Q7. What are the important extensions of the work?
There are many rich extensions of this work, including: (1) making use of the weighted zero-crossings in the Laplacian to perform subpixel edge filtering and anti-aliasing, (2) use of multiple layered (multiplane) masks, (3) making spatial frequency equivalencing locally adaptive, (4) varying the light source over the object using directional gradient shading (artificial or borrowed) to provide consistent lighting in the composition, and, most importantly (5) extension of the 2-D DP graph search and application of the live-wire snap and training tools to moving objects and moving, multiplane masks for composition of image sequences.
Q8. What is the difference between training and a live-wire?
Since training is based on learned edge characteristics from the most recent portion of an object’s boundary, training is most effective for those objects with edge properties that are relatively consistent along the object boundary (or, if changing, at least change smoothly enough for the training algorithm to adapt).

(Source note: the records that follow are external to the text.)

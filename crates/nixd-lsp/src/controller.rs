//! The controller: the only process that talks to the LSP client.
//!
//! Request routing follows two paths. Static requests (document symbols,
//! links, rename, the definition fallback) are answered from the parse
//! cache alone. Evaluation-dependent requests (hover, definition,
//! completion, option lookups) fan out to the worker pools and take the
//! newest worker's answer under a per-method deadline. Document updates
//! publish a cleared diagnostic set, update the draft store, schedule a
//! parse, then advance the workspace version and respawn a worker — in
//! that order, so every worker observes the draft it was spawned for.

use std::collections::{HashMap, HashSet};
use std::path::{Path, PathBuf};
use std::sync::atomic::{AtomicBool, Ordering};
use std::sync::{Arc, RwLock};
use std::time::Duration;

use tokio::io::AsyncWriteExt;
use tokio::sync::mpsc;
use tower_lsp::jsonrpc::{Error, ErrorCode, Result};
use tower_lsp::lsp_types::request::{GotoDeclarationParams, GotoDeclarationResponse};
use tower_lsp::lsp_types::*;
use tower_lsp::{Client, LanguageServer, LspService, Server};

use crate::aggregate::{
    ask_workers, latest_match_or, COMPLETION_DEADLINE, DEFINITION_DEADLINE, HOVER_DEADLINE,
    OPTION_COMPLETION_DEADLINE, OPTION_DECLARATION_DEADLINE,
};
use crate::ast_cache::AstCache;
use crate::config::{self, Config};
use crate::draft::{apply_change, DraftStore};
use crate::features::{self, CompletionContext};
use crate::helpers::attr_path_at;
use crate::helpers::position_to_offset;
use crate::ipc;
use crate::worker::{Supervisor, WorkerEvent};

const FORMATTING_DEADLINE: Duration = Duration::from_secs(1);

pub struct Controller {
    pub(crate) client: Client,
    drafts: DraftStore,
    asts: Arc<AstCache>,
    config: RwLock<Config>,
    supervisor: Supervisor,
    can_fetch_config: AtomicBool,
    pub(crate) shutdown_seen: Arc<AtomicBool>,
}

impl Controller {
    pub fn new(
        client: Client,
        initial: Config,
        events: mpsc::UnboundedSender<WorkerEvent>,
    ) -> Self {
        Controller {
            client,
            drafts: DraftStore::new(),
            asts: Arc::new(AstCache::new()),
            config: RwLock::new(initial),
            supervisor: Supervisor::new(events),
            can_fetch_config: AtomicBool::new(false),
            shutdown_seen: Arc::new(AtomicBool::new(false)),
        }
    }

    fn config(&self) -> Config {
        self.config.read().unwrap().clone()
    }

    async fn update_config(&self, new: Config) {
        *self.config.write().unwrap() = new.clone();
        let drafts = self.drafts.all();
        if new.options.enable {
            self.supervisor.fork_option_worker(&new, &drafts).await;
        }
        self.supervisor.update_workspace_version(&new, &drafts).await;
    }

    async fn fetch_config(&self) {
        if !self.can_fetch_config.load(Ordering::Relaxed) {
            return;
        }
        let items = vec![ConfigurationItem {
            scope_uri: None,
            section: Some("nixd".to_string()),
        }];
        match self.client.configuration(items).await {
            Ok(values) => {
                if let Some(value) = values.into_iter().next() {
                    match serde_json::from_value::<Config>(value) {
                        Ok(new) => self.update_config(new).await,
                        Err(err) => tracing::warn!("ignoring malformed configuration: {err}"),
                    }
                }
            }
            Err(err) => tracing::warn!("workspace/configuration failed: {err}"),
        }
    }

    /// Publish-clear, store the draft, schedule the parse, then advance
    /// the workspace version. The order is load-bearing (§ ordering of
    /// drafts vs. workers).
    async fn add_document(&self, uri: Url, path: PathBuf, contents: String, version: i64) {
        self.client
            .publish_diagnostics(uri, Vec::new(), None)
            .await;
        self.drafts
            .add_draft(path.clone(), version, contents.clone());
        self.asts.sched_parse(contents, path, version);
        let config = self.config();
        self.supervisor
            .update_workspace_version(&config, &self.drafts.all())
            .await;
    }

    fn remove_document(&self, path: &Path) {
        self.drafts.remove_draft(path);
        self.asts.remove(path);
    }

    fn draft_version(&self, path: &Path) -> i64 {
        self.drafts.get_draft(path).map(|d| d.version).unwrap_or(0)
    }
}

fn uri_path(uri: &Url) -> Option<PathBuf> {
    uri.to_file_path().ok()
}

fn no_rename_edits() -> Error {
    Error {
        code: ErrorCode::InvalidRequest,
        message: "no rename edits available".into(),
        data: None,
    }
}

fn hover_has_contents(hover: &Hover) -> bool {
    match &hover.contents {
        HoverContents::Markup(m) => !m.value.is_empty(),
        HoverContents::Scalar(_) | HoverContents::Array(_) => true,
    }
}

Q9. What is the way to create a composition mask?
This requires the composition artist to “slip” the cutout object behind some scene components while leaving it in front of other components.
Q10. What is the difference between the livewire tool and the previous optimal contours?
the live-wire tool is much more similar to previous stage-wise optimal boundary tracking approaches than it is to snakes, since Intelligent Scissors were developed as an interactive 2-D extension to previous optimal edge tracking methods rather than an improvement on active contours.
Q11. How can The authorextend the gradient direction term without significant loss of computational efficiency?
it is possible to extend the gradient direction term to include 3 pixels and 2 links without significant loss of computational efficiency.
Q12. How can the object edge be estimated to subpixel accuracy?
That is, the position of the object edge can be estimated to subpixel accuracy by using a (linearly) weighted combination of the laplacian pixel values on either side of the zero-crossings.